*** Entries supplied Section Begins ***

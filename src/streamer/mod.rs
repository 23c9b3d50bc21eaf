//! # Streamer
//!
//! Load orchestration around a container:
//! - schedule (`SchedInfo`, `Cadence`)
//! - source seam (`Source`) and the local file adapter
//! - load hooks and cycle reports
//! - health snapshot (`Info`)
//!
//! # Lifecycle
//!
//! ```text
//! Uninitialized -> Bootstrapping -> Ready <-> Reloading
//!                                     \-> Cancelled
//! ```
//!
//! A failed cycle never replaces served data. Cancellation is observed
//! between cycles; an in-flight cycle finishes first.

mod config;
mod errors;
mod hooks;
mod info;
mod load_streamer;
pub mod local_file;
mod parser;
mod sched;
mod source;

use std::sync::Arc;

use tokio::task::JoinHandle;
use tokio_util::sync::CancellationToken;

use crate::container::Container;

pub use config::StreamerConfig;
pub use errors::{StreamerError, StreamerResult};
pub use hooks::{AfterHook, BeforeHook, BeforeLoad, LoadKind, LoadOutcome, LoadReport, StreamerHooks};
pub use info::{Info, StreamerState};
pub use load_streamer::LoadStreamer;
pub use local_file::{LocalFileSource, UpdateMode};
pub use parser::{JsonLinesParser, LineParser, TsvParser};
pub use sched::{Cadence, SchedInfo};
pub use source::{BoxedRecordIterator, Source};

/// A container shared between a streamer and its readers
pub type SharedContainer<K, V, O> = Arc<dyn Container<K, V, Output = O>>;

/// Binds a container to a data source and keeps it fresh.
pub trait Streamer<K, V, O>: Send + Sync {
    fn name(&self) -> &str;

    /// Bind (or replace) the container this streamer loads into
    fn set_container(&self, container: SharedContainer<K, V, O>);

    fn container(&self) -> Option<SharedContainer<K, V, O>>;

    fn sched_info(&self) -> SchedInfo;

    /// Start loading.
    ///
    /// With a synchronous bootstrap the first base load runs on the calling
    /// thread and its failure is returned. The refresh loop then runs on the
    /// current tokio runtime until `token` is cancelled. On a current-thread
    /// runtime the bootstrap holds the only worker while it runs.
    fn update_data(self: Arc<Self>, token: CancellationToken) -> StreamerResult<JoinHandle<()>>;

    fn info(&self) -> Info;
}
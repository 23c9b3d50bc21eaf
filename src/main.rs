//! hotdict CLI entry point
//!
//! Parses arguments and dispatches through `cli::run`. Errors are printed to
//! stderr and the process exits non-zero.

use hotdict::cli;

fn main() {
    if let Err(e) = cli::run() {
        eprintln!("{}", e);
        std::process::exit(1);
    }
}
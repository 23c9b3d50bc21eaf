//! # Reload cadence
//!
//! A cadence answers one question: how long until the next cycle.

use std::fmt;
use std::time::Duration;

use chrono::{DateTime, Utc};
use croner::Cron;

use super::errors::{StreamerError, StreamerResult};

/// When a kind of load cycle runs
#[derive(Debug, Clone, PartialEq, Eq, Default)]
pub enum Cadence {
    /// Never runs on its own
    #[default]
    Disabled,
    /// Fixed delay after the previous cycle finished
    Every(Duration),
    /// Next matching time of a cron expression (UTC)
    Cron(String),
}

impl Cadence {
    /// Fixed interval in seconds; zero disables.
    pub fn every_secs(secs: u64) -> Self {
        if secs == 0 {
            Cadence::Disabled
        } else {
            Cadence::Every(Duration::from_secs(secs))
        }
    }

    /// Cron cadence; the expression is validated here.
    pub fn cron(expr: impl Into<String>) -> StreamerResult<Self> {
        let expr = expr.into();
        parse_cron(&expr)?;
        Ok(Cadence::Cron(expr))
    }

    pub fn is_disabled(&self) -> bool {
        matches!(self, Cadence::Disabled)
    }

    /// Delay from `now` until the next cycle, `None` if disabled.
    pub fn next_delay(&self, now: DateTime<Utc>) -> Option<Duration> {
        match self {
            Cadence::Disabled => None,
            Cadence::Every(interval) => Some(*interval),
            Cadence::Cron(expr) => {
                let next = parse_cron(expr).ok()?.find_next_occurrence(&now, false).ok()?;
                Some((next - now).to_std().unwrap_or(Duration::ZERO))
            }
        }
    }

    pub(crate) fn validate(&self) -> StreamerResult<()> {
        match self {
            Cadence::Every(interval) if interval.is_zero() => Err(StreamerError::config(
                "interval cadence must be greater than zero",
            )),
            Cadence::Cron(expr) => parse_cron(expr).map(|_| ()),
            _ => Ok(()),
        }
    }
}

impl fmt::Display for Cadence {
    fn fmt(&self, f: &mut fmt::Formatter<'_>) -> fmt::Result {
        match self {
            Cadence::Disabled => write!(f, "disabled"),
            Cadence::Every(interval) => write!(f, "every {}ms", interval.as_millis()),
            Cadence::Cron(expr) => write!(f, "cron '{}'", expr),
        }
    }
}

fn parse_cron(expr: &str) -> StreamerResult<Cron> {
    Cron::new(expr)
        .parse()
        .map_err(|e| StreamerError::config(format!("invalid cron expression '{}': {}", expr, e)))
}

/// Scheduling preferences of a streamer
#[derive(Debug, Clone, PartialEq, Eq, Default)]
pub struct SchedInfo {
    /// Cadence of full reloads
    pub base: Cadence,
    /// Cadence of incremental merges
    pub inc: Cadence,
    /// Run the first base load inside `update_data` before returning
    pub sync_bootstrap: bool,
}

impl SchedInfo {
    /// Base reloads only
    pub fn base_only(base: Cadence) -> Self {
        Self {
            base,
            inc: Cadence::Disabled,
            sync_bootstrap: true,
        }
    }

    pub fn with_inc(mut self, inc: Cadence) -> Self {
        self.inc = inc;
        self
    }

    pub fn with_sync_bootstrap(mut self, sync_bootstrap: bool) -> Self {
        self.sync_bootstrap = sync_bootstrap;
        self
    }

    pub(crate) fn validate(&self) -> StreamerResult<()> {
        self.base.validate()?;
        self.inc.validate()
    }
}
//! Registry errors

use thiserror::Error;

use crate::container::ContainerError;

/// Result type for registry operations
pub type RegistryResult<T> = Result<T, RegistryError>;

/// Registry errors
#[derive(Debug, Clone, Error)]
pub enum RegistryError {
    #[error("streamer '{0}' is already registered")]
    AlreadyRegistered(String),

    #[error("streamer '{0}' not found")]
    StreamerNotFound(String),

    #[error("streamer '{0}' has no container")]
    NoContainer(String),

    #[error(transparent)]
    Container(#[from] ContainerError),

    #[error("registry lock poisoned")]
    Internal,
}

impl RegistryError {
    /// Stable error code for logs and CLI output
    pub fn code(&self) -> &'static str {
        match self {
            RegistryError::AlreadyRegistered(_) => "HOTDICT_ALREADY_REGISTERED",
            RegistryError::StreamerNotFound(_) => "HOTDICT_STREAMER_NOT_FOUND",
            RegistryError::NoContainer(_) => "HOTDICT_NO_CONTAINER",
            RegistryError::Container(e) => e.code(),
            RegistryError::Internal => "HOTDICT_INTERNAL",
        }
    }

    /// Whether the lookup reached a container and the key was absent
    pub fn is_not_found(&self) -> bool {
        matches!(self, RegistryError::Container(ContainerError::NotFound))
    }
}
//! # Load orchestrator
//!
//! Binds a container to a [`Source`] and drives its cycles:
//! - optional synchronous bootstrap inside `update_data`
//! - a background tokio task ticking base and incremental cadences
//! - bounded retries on connectivity failures
//! - cancellation observed only between cycles
//!
//! Cycles run on the blocking pool because record iterators block. The
//! synchronous bootstrap runs on the caller's thread; on a multi-threaded
//! runtime it is wrapped in `block_in_place`, on a current-thread runtime it
//! stalls every other task until it returns.

use std::sync::{Arc, Mutex, PoisonError, RwLock};
use std::time::{Duration, Instant};

use chrono::Utc;
use serde_json::Value;
use tokio::runtime::RuntimeFlavor;
use tokio::task::JoinHandle;
use tokio_util::sync::CancellationToken;
use uuid::Uuid;

use super::config::StreamerConfig;
use super::errors::{StreamerError, StreamerResult};
use super::hooks::{BeforeLoad, LoadKind, LoadOutcome, LoadReport, StreamerHooks};
use super::info::{CycleStatus, Info, StateCell, StreamerState};
use super::sched::{Cadence, SchedInfo};
use super::source::Source;
use super::{SharedContainer, Streamer};
use crate::container::{Container, Key, LoadStats, Value as ContainerValue};
use crate::observability::{log_event_with_fields, Event};

/// The standard [`Streamer`]: container + source + schedule.
pub struct LoadStreamer<K, V, O> {
    config: StreamerConfig,
    source: Arc<dyn Source<K, V>>,
    container: RwLock<Option<SharedContainer<K, V, O>>>,
    hooks: StreamerHooks,
    state: StateCell,
    status: RwLock<CycleStatus>,
    cycle: Mutex<()>,
}

impl<K, V, O> LoadStreamer<K, V, O>
where
    K: Key,
    V: ContainerValue,
    O: 'static,
{
    /// Create a streamer. Invalid configuration is rejected here.
    pub fn new(config: StreamerConfig, source: Arc<dyn Source<K, V>>) -> StreamerResult<Self> {
        config.validate()?;
        Ok(Self {
            config,
            source,
            container: RwLock::new(None),
            hooks: StreamerHooks::default(),
            state: StateCell::new(),
            status: RwLock::new(CycleStatus::default()),
            cycle: Mutex::new(()),
        })
    }

    /// Bind the container that receives every load.
    pub fn with_container(self, container: SharedContainer<K, V, O>) -> Self {
        self.set_container(container);
        self
    }

    /// Install load hooks, replacing any set before.
    pub fn with_hooks(mut self, hooks: StreamerHooks) -> Self {
        self.hooks = hooks;
        self
    }

    /// The validated configuration
    pub fn config(&self) -> &StreamerConfig {
        &self.config
    }

    /// Current lifecycle state
    pub fn state(&self) -> StreamerState {
        self.state.get()
    }

    /// Run one base cycle on the calling thread.
    pub fn run_base_cycle(&self) -> LoadReport {
        self.run_cycle(LoadKind::Base)
    }

    /// Run one incremental cycle on the calling thread.
    pub fn run_inc_cycle(&self) -> LoadReport {
        self.run_cycle(LoadKind::Inc)
    }

    fn run_cycle(&self, kind: LoadKind) -> LoadReport {
        // Manual cycles and the background loop never overlap.
        let _cycle = self.cycle.lock().unwrap_or_else(PoisonError::into_inner);

        let cycle_id = Uuid::new_v4();
        let started_at = Utc::now();
        let timer = Instant::now();

        let prior = self.state.get();
        let running = match prior {
            StreamerState::Uninitialized | StreamerState::Bootstrapping => {
                StreamerState::Bootstrapping
            }
            _ => StreamerState::Reloading,
        };

        let (outcome, attempts) = if self.state.transition(running) {
            self.log_cycle(Self::begin_event(kind), cycle_id, &[]);
            match self.hooks.before(kind) {
                BeforeLoad::Veto => (LoadOutcome::Vetoed, 0),
                BeforeLoad::Proceed(params) => self.load_with_retry(kind, params.as_ref(), cycle_id),
            }
        } else {
            (
                LoadOutcome::Failed(StreamerError::Cancelled(self.config.name.clone())),
                0,
            )
        };

        let elapsed = timer.elapsed();
        let stats = match &outcome {
            LoadOutcome::Applied(stats) => *stats,
            LoadOutcome::Failed(_) => self.container_stats(),
            LoadOutcome::Unchanged | LoadOutcome::Vetoed => LoadStats::default(),
        };

        self.record_status(kind, started_at, elapsed, &outcome, stats);
        self.settle_state(kind, prior, &outcome);

        let report = LoadReport {
            cycle_id,
            name: self.config.name.clone(),
            kind,
            outcome,
            stats,
            attempts,
            started_at,
            elapsed,
        };
        self.log_report(&report);
        self.hooks.after(&report);
        report
    }

    fn load_with_retry(
        &self,
        kind: LoadKind,
        params: Option<&Value>,
        cycle_id: Uuid,
    ) -> (LoadOutcome, u32) {
        let mut attempt = 0;
        loop {
            attempt += 1;
            match self.load_once(kind, params) {
                Ok(Some(stats)) => return (LoadOutcome::Applied(stats), attempt),
                Ok(None) => return (LoadOutcome::Unchanged, attempt),
                Err(err) if err.is_retryable() && attempt <= self.config.retries => {
                    let attempt_str = attempt.to_string();
                    let error = err.to_string();
                    self.log_cycle(
                        Event::LoadRetry,
                        cycle_id,
                        &[("attempt", attempt_str.as_str()), ("error", error.as_str())],
                    );
                    std::thread::sleep(self.config.retry_backoff);
                }
                Err(err) => return (LoadOutcome::Failed(err), attempt),
            }
        }
    }

    fn load_once(&self, kind: LoadKind, params: Option<&Value>) -> StreamerResult<Option<LoadStats>> {
        let container = self
            .container()
            .ok_or_else(|| StreamerError::NoContainer(self.config.name.clone()))?;

        let iter = match kind {
            LoadKind::Base => self.source.open_base(params)?,
            LoadKind::Inc => self.source.open_inc(params)?,
        };
        let Some(mut iter) = iter else {
            return Ok(None);
        };

        let stats = match kind {
            LoadKind::Base => container.load_base(iter.as_mut())?,
            LoadKind::Inc => container.load_inc(iter.as_mut())?,
        };
        Ok(Some(stats))
    }

    fn container_stats(&self) -> LoadStats {
        self.container()
            .map(|c| c.last_stats())
            .unwrap_or_default()
    }

    fn record_status(
        &self,
        kind: LoadKind,
        started_at: chrono::DateTime<Utc>,
        elapsed: Duration,
        outcome: &LoadOutcome,
        stats: LoadStats,
    ) {
        if let Ok(mut status) = self.status.write() {
            match kind {
                LoadKind::Base => {
                    status.last_base_time = Some(started_at);
                    status.base_time_used = elapsed;
                }
                LoadKind::Inc => {
                    status.last_inc_time = Some(started_at);
                    status.inc_time_used = elapsed;
                }
            }
            if matches!(outcome, LoadOutcome::Applied(_) | LoadOutcome::Failed(_)) {
                status.add_num = stats.total;
                status.error_num = stats.errors;
            }
        }
    }

    fn settle_state(&self, kind: LoadKind, prior: StreamerState, outcome: &LoadOutcome) {
        let published = kind == LoadKind::Base && matches!(outcome, LoadOutcome::Applied(_));
        let next = match prior {
            _ if published => StreamerState::Ready,
            StreamerState::Ready | StreamerState::Reloading => StreamerState::Ready,
            _ => StreamerState::Uninitialized,
        };
        self.state.transition(next);
    }

    fn begin_event(kind: LoadKind) -> Event {
        match kind {
            LoadKind::Base => Event::BaseLoadBegin,
            LoadKind::Inc => Event::IncLoadBegin,
        }
    }

    fn outcome_event(kind: LoadKind, outcome: &LoadOutcome) -> Event {
        match (kind, outcome) {
            (LoadKind::Base, LoadOutcome::Applied(_)) => Event::BaseLoadComplete,
            (LoadKind::Base, LoadOutcome::Failed(_)) => Event::BaseLoadFailed,
            (LoadKind::Base, _) => Event::BaseLoadSkipped,
            (LoadKind::Inc, LoadOutcome::Applied(_)) => Event::IncLoadComplete,
            (LoadKind::Inc, LoadOutcome::Failed(_)) => Event::IncLoadFailed,
            (LoadKind::Inc, _) => Event::IncLoadSkipped,
        }
    }

    fn log_cycle(&self, event: Event, cycle_id: Uuid, extra: &[(&str, &str)]) {
        let cycle = cycle_id.to_string();
        let mut fields = vec![
            ("name", self.config.name.as_str()),
            ("source", self.source.kind()),
            ("cycle_id", cycle.as_str()),
        ];
        fields.extend_from_slice(extra);
        log_event_with_fields(event, &fields);
    }

    fn log_report(&self, report: &LoadReport) {
        let event = Self::outcome_event(report.kind, &report.outcome);
        let info = self.info().to_json();
        let attempts = report.attempts.to_string();
        let elapsed_ms = report.elapsed.as_millis().to_string();
        let error = report.outcome.error().map(|e| e.to_string());

        let mut fields = vec![
            ("attempts", attempts.as_str()),
            ("elapsed_ms", elapsed_ms.as_str()),
            ("streamer_info", info.as_str()),
        ];
        if let Some(error) = &error {
            fields.push(("error", error.as_str()));
        }
        self.log_cycle(event, report.cycle_id, &fields);
    }

    /// Background loop: tick cadences until `token` fires.
    async fn refresh_loop(self: Arc<Self>, token: CancellationToken, base_first: bool) {
        log_event_with_fields(
            Event::RefreshLoopStart,
            &[("name", self.config.name.as_str())],
        );

        if base_first && !token.is_cancelled() {
            self.spawn_cycle(LoadKind::Base).await;
        }

        let sched = self.sched_info();
        let mut next_base = deadline(&sched.base);
        let mut next_inc = deadline(&sched.inc);

        loop {
            tokio::select! {
                biased;
                _ = token.cancelled() => break,
                _ = sleep_until(next_inc) => {
                    self.spawn_cycle(LoadKind::Inc).await;
                    next_inc = deadline(&sched.inc);
                }
                _ = sleep_until(next_base) => {
                    self.spawn_cycle(LoadKind::Base).await;
                    next_base = deadline(&sched.base);
                }
            }
        }

        self.state.cancel();
        log_event_with_fields(
            Event::StreamerCancelled,
            &[("name", self.config.name.as_str())],
        );
    }

    async fn spawn_cycle(self: &Arc<Self>, kind: LoadKind) {
        let streamer = Arc::clone(self);
        if let Err(e) = tokio::task::spawn_blocking(move || streamer.run_cycle(kind)).await {
            let event = match kind {
                LoadKind::Base => Event::BaseLoadFailed,
                LoadKind::Inc => Event::IncLoadFailed,
            };
            let error = e.to_string();
            log_event_with_fields(
                event,
                &[("name", self.config.name.as_str()), ("error", error.as_str())],
            );
        }
    }
}

fn deadline(cadence: &Cadence) -> Option<tokio::time::Instant> {
    cadence
        .next_delay(Utc::now())
        .map(|delay| tokio::time::Instant::now() + delay)
}

async fn sleep_until(deadline: Option<tokio::time::Instant>) {
    match deadline {
        Some(at) => tokio::time::sleep_until(at).await,
        None => std::future::pending::<()>().await,
    }
}

impl<K, V, O> Streamer<K, V, O> for LoadStreamer<K, V, O>
where
    K: Key,
    V: ContainerValue,
    O: 'static,
{
    fn name(&self) -> &str {
        &self.config.name
    }

    fn set_container(&self, container: SharedContainer<K, V, O>) {
        if let Ok(mut slot) = self.container.write() {
            *slot = Some(container);
        }
    }

    fn container(&self) -> Option<SharedContainer<K, V, O>> {
        self.container.read().ok().and_then(|slot| slot.clone())
    }

    fn sched_info(&self) -> SchedInfo {
        self.config.sched.clone()
    }

    fn update_data(self: Arc<Self>, token: CancellationToken) -> StreamerResult<JoinHandle<()>> {
        let runtime = tokio::runtime::Handle::try_current()
            .map_err(|e| StreamerError::Runtime(format!("update_data needs a tokio runtime: {}", e)))?;

        let sync_bootstrap = self.config.sched.sync_bootstrap;
        if sync_bootstrap {
            log_event_with_fields(
                Event::BootstrapBegin,
                &[("name", self.config.name.as_str())],
            );
            // The calling worker hands its other tasks off while the load blocks.
            // A current-thread runtime has no one to hand off to.
            let report = match runtime.runtime_flavor() {
                RuntimeFlavor::CurrentThread => self.run_base_cycle(),
                _ => tokio::task::block_in_place(|| self.run_base_cycle()),
            };
            if let LoadOutcome::Failed(err) = report.outcome {
                let error = err.to_string();
                log_event_with_fields(
                    Event::BootstrapFailed,
                    &[("name", self.config.name.as_str()), ("error", error.as_str())],
                );
                return Err(err);
            }
        }

        Ok(runtime.spawn(self.refresh_loop(token, !sync_bootstrap)))
    }

    fn info(&self) -> Info {
        let status = self
            .status
            .read()
            .map(|s| s.clone())
            .unwrap_or_default();

        Info {
            name: self.config.name.clone(),
            state: self.state.get(),
            total_num: self.container().map(|c| c.len()).unwrap_or(0),
            add_num: status.add_num,
            error_num: status.error_num,
            last_base_time: status.last_base_time,
            last_inc_time: status.last_inc_time,
            base_time_used: status.base_time_used,
            inc_time_used: status.inc_time_used,
        }
    }
}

*** Entries supplied Section Ends ***

[What you should do]:
Exactly how many lines in the listing above contain the word "type"? Only the number should be given.

[Result for this task]:
3